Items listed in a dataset
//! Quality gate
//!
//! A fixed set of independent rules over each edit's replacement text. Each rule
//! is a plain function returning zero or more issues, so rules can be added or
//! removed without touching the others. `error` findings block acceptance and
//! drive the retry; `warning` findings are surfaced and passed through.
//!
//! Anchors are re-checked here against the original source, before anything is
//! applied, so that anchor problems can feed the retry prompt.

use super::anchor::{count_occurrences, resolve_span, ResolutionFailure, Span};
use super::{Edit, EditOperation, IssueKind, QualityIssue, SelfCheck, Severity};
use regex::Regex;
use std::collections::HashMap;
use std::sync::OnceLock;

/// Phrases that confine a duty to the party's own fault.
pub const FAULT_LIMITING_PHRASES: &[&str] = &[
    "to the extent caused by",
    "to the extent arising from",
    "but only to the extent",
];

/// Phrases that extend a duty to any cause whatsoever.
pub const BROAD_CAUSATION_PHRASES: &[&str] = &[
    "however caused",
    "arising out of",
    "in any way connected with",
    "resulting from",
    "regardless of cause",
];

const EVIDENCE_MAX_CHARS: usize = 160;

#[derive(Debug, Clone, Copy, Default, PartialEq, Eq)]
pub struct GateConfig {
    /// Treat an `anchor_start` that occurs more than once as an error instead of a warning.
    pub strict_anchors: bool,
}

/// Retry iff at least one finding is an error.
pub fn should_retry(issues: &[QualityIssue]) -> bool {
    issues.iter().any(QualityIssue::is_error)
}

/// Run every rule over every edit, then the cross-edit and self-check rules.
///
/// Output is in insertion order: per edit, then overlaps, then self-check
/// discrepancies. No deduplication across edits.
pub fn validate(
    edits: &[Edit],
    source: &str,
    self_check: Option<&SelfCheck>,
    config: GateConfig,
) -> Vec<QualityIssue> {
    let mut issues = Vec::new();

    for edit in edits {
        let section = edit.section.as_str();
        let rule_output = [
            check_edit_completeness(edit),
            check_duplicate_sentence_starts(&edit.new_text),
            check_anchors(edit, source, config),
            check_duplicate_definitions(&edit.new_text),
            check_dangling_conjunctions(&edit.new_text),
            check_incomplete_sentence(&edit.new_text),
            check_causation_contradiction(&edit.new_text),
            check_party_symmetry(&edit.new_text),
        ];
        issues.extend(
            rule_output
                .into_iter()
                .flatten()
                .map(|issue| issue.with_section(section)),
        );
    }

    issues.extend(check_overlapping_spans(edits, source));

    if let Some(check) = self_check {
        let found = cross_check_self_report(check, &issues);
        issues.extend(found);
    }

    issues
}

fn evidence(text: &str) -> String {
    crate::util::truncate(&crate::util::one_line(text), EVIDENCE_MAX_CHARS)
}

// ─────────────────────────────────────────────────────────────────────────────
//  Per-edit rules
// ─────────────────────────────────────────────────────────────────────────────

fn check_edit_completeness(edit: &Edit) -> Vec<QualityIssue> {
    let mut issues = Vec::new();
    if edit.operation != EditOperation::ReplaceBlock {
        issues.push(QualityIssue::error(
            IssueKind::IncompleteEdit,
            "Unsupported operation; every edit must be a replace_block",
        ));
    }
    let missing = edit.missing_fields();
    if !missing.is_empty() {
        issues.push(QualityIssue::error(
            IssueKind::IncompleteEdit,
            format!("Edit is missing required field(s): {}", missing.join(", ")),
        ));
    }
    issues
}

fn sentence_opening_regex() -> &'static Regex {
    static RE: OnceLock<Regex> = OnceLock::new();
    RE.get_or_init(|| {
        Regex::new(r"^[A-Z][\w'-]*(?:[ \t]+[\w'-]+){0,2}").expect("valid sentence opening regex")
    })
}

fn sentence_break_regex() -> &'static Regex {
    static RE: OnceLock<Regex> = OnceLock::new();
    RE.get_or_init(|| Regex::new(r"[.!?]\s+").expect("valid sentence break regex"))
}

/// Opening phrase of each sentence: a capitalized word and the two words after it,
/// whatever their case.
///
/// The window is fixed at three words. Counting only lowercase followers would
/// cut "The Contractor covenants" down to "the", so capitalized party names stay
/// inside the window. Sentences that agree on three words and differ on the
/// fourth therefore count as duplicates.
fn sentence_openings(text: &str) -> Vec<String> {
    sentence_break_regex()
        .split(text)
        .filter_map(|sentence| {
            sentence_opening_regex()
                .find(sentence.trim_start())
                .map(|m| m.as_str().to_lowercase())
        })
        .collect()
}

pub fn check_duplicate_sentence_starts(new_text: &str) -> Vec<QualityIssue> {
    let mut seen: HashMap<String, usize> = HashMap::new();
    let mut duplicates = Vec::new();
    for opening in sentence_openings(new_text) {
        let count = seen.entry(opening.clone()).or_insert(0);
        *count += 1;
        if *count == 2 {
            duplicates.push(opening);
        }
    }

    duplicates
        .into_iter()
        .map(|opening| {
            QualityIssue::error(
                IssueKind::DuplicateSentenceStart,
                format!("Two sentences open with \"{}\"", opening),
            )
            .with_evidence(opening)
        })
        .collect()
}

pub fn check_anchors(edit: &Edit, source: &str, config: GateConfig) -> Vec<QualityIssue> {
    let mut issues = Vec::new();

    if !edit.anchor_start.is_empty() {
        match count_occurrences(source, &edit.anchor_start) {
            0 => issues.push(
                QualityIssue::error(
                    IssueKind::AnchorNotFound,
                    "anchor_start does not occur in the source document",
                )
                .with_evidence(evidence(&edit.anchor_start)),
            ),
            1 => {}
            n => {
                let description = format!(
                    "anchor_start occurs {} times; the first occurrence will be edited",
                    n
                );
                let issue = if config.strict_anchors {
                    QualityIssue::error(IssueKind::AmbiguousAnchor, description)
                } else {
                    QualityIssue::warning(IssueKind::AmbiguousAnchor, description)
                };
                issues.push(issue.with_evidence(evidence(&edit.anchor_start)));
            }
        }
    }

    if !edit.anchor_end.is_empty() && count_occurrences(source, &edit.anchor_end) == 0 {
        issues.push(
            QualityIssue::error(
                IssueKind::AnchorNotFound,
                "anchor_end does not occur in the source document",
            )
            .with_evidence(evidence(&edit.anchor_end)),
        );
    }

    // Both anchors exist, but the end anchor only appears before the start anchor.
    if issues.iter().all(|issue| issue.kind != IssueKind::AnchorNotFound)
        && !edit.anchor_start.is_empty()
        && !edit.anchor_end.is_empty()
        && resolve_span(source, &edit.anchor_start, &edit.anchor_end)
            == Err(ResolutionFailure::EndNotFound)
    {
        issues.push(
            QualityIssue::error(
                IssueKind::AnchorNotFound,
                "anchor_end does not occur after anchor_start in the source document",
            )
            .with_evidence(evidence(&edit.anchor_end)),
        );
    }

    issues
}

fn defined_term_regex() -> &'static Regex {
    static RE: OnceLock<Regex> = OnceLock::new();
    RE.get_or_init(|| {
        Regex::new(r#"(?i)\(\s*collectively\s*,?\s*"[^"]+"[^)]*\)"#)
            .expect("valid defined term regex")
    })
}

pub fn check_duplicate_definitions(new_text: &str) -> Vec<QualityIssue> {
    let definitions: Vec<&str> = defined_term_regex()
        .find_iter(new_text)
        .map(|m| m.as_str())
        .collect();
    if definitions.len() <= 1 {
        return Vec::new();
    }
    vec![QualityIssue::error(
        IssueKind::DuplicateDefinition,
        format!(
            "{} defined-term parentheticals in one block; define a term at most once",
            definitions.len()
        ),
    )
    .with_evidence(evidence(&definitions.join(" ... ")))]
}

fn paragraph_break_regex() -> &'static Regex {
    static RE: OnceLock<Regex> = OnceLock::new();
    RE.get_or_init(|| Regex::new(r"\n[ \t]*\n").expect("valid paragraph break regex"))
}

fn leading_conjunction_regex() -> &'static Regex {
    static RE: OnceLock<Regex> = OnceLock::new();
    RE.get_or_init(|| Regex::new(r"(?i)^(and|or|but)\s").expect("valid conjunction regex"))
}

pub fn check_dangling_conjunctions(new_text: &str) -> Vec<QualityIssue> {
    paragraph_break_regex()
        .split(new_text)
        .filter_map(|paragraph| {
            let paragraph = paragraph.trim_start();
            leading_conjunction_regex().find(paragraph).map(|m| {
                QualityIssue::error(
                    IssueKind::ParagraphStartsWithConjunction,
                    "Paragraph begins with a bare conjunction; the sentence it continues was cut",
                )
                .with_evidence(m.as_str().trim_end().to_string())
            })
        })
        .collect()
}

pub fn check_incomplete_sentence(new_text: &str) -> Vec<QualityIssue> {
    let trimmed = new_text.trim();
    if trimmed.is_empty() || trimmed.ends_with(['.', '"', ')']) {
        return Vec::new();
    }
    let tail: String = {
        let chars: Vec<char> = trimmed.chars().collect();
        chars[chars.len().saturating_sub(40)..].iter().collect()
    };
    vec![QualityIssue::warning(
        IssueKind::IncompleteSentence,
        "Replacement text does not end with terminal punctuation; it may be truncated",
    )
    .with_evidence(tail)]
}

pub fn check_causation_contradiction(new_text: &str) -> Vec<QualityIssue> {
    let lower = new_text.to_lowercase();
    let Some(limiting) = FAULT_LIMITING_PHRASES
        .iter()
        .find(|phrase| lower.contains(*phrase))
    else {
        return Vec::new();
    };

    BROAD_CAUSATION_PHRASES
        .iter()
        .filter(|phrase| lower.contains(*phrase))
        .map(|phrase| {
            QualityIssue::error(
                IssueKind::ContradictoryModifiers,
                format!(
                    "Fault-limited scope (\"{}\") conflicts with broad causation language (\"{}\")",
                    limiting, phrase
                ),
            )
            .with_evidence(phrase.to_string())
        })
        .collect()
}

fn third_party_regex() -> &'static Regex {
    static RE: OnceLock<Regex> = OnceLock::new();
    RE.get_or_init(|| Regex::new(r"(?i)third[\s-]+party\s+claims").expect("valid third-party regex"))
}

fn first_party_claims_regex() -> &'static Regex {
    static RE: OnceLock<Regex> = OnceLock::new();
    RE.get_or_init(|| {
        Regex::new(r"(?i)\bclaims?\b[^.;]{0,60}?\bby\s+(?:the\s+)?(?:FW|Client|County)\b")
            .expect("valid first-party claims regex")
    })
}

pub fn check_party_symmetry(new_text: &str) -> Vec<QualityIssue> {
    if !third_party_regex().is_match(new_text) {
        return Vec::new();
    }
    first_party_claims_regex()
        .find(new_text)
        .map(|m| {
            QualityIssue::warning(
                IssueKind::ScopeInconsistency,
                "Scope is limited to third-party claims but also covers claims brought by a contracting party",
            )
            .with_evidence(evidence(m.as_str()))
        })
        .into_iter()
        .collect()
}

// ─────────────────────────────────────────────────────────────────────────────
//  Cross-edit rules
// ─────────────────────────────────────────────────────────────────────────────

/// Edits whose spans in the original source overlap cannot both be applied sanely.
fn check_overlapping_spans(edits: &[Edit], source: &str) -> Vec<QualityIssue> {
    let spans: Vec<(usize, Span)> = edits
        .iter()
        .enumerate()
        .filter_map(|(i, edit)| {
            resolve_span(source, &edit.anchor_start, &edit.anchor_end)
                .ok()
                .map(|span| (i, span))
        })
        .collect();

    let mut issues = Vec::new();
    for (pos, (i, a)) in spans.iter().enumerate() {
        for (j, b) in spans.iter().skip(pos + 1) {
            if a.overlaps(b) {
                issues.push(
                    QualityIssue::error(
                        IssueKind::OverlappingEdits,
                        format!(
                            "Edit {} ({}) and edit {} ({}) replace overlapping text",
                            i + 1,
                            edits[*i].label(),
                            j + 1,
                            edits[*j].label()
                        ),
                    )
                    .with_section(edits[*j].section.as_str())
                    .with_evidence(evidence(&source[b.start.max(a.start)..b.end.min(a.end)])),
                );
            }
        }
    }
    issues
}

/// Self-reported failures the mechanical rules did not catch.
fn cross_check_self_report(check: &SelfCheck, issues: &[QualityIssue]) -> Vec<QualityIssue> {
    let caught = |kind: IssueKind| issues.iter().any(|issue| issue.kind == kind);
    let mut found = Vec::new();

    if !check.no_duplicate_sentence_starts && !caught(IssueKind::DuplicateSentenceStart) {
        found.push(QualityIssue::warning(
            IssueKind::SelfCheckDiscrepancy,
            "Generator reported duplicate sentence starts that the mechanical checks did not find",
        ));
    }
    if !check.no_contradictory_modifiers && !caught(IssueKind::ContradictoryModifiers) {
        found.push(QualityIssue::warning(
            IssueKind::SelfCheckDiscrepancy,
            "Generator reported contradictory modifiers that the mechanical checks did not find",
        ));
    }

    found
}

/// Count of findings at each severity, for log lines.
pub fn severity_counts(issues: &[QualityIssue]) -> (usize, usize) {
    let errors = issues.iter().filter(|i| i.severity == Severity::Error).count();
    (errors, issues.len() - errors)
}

* * *

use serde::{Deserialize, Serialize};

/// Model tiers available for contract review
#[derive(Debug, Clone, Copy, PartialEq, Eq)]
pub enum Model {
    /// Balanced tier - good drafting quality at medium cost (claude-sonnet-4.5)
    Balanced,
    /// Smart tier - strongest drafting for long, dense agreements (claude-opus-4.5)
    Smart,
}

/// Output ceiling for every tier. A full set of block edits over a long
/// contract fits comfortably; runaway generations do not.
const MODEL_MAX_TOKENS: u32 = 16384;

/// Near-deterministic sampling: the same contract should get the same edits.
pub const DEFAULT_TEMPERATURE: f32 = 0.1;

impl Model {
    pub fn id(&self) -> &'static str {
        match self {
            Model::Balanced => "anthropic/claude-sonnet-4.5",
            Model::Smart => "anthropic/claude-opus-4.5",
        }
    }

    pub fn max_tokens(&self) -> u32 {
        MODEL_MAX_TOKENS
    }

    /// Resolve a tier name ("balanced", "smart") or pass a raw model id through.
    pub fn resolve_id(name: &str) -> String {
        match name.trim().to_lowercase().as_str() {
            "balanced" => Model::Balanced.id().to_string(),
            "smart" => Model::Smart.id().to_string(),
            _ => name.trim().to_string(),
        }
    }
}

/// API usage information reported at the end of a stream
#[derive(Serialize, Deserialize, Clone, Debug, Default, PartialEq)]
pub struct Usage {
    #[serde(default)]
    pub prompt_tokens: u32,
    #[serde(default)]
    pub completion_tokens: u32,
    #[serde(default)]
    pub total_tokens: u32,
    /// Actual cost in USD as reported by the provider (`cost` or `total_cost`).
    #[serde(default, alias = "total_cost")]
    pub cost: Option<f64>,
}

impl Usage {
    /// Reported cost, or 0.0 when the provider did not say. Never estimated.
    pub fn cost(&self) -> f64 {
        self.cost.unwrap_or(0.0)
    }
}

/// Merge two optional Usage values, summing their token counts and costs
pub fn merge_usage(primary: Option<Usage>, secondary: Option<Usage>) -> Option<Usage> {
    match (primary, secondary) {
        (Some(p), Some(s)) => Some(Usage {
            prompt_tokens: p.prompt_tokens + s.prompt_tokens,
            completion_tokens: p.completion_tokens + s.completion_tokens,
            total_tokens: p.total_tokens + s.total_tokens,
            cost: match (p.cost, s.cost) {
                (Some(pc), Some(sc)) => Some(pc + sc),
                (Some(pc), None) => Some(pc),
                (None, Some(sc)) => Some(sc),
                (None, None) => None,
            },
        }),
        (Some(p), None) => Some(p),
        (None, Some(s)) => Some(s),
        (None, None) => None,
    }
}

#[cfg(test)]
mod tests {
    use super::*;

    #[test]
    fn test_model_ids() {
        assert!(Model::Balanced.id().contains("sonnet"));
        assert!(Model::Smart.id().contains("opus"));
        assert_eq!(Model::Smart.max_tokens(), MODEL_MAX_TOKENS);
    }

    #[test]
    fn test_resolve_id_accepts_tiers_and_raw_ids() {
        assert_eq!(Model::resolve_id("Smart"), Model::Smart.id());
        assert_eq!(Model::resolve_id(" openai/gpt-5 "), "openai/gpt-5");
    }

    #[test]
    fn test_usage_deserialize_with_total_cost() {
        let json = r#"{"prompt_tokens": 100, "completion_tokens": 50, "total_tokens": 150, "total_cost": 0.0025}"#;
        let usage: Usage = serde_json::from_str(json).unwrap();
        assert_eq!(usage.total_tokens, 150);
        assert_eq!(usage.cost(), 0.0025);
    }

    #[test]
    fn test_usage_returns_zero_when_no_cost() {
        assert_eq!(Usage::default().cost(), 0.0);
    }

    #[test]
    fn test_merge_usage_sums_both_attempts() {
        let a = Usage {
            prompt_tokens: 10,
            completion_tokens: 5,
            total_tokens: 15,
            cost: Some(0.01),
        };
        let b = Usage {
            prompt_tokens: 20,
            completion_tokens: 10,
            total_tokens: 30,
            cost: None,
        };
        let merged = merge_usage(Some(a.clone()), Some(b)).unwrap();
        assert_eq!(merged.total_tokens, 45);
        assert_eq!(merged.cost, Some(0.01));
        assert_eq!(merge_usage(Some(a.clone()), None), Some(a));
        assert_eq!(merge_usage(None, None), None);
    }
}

--

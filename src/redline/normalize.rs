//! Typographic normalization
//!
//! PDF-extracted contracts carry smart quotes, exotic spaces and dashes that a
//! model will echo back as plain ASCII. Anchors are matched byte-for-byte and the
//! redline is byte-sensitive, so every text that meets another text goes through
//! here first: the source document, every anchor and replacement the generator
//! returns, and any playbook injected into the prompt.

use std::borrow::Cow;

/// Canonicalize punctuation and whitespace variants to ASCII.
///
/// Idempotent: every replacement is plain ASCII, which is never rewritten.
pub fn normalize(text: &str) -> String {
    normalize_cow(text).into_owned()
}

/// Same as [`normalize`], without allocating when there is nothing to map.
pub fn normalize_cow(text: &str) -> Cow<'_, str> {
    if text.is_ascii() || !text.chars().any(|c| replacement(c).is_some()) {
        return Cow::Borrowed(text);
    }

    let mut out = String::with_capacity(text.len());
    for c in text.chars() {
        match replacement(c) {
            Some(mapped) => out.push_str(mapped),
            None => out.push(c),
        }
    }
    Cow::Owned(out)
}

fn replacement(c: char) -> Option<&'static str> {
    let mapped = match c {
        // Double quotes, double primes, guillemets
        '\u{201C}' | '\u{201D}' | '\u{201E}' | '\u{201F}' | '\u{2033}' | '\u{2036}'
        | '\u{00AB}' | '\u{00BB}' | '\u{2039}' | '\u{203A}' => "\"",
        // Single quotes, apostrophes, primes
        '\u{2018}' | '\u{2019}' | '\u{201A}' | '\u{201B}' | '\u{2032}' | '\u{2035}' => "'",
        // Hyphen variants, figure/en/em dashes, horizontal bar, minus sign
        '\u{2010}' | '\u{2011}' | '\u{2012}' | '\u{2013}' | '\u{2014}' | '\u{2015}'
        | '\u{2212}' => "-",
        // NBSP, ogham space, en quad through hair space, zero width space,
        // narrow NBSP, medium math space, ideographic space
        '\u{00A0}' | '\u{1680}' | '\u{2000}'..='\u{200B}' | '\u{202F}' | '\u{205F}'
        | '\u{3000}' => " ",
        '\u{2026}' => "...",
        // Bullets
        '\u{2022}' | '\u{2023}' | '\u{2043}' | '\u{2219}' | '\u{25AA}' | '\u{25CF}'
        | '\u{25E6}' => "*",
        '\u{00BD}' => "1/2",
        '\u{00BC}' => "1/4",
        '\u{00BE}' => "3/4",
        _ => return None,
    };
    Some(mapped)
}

**INSTRUCTIONS TO FOLLOW:** Please give an exact copy of the lines above, beginning with the line containing "differ on the" and running through the line containing "let mut duplicates = Vec::new();", and of no other lines.

**SOLUTION FOR THIS EXERCISE:**
/// inside the window. Sentences that agree on three words and differ on the
/// fourth therefore count as duplicates.
fn sentence_openings(text: &str) -> Vec<String> {
    sentence_break_regex()
        .split(text)
        .filter_map(|sentence| {
            sentence_opening_regex()
                .find(sentence.trim_start())
                .map(|m| m.as_str().to_lowercase())
        })
        .collect()
}

pub fn check_duplicate_sentence_starts(new_text: &str) -> Vec<QualityIssue> {
    let mut seen: HashMap<String, usize> = HashMap::new();
    let mut duplicates = Vec::new();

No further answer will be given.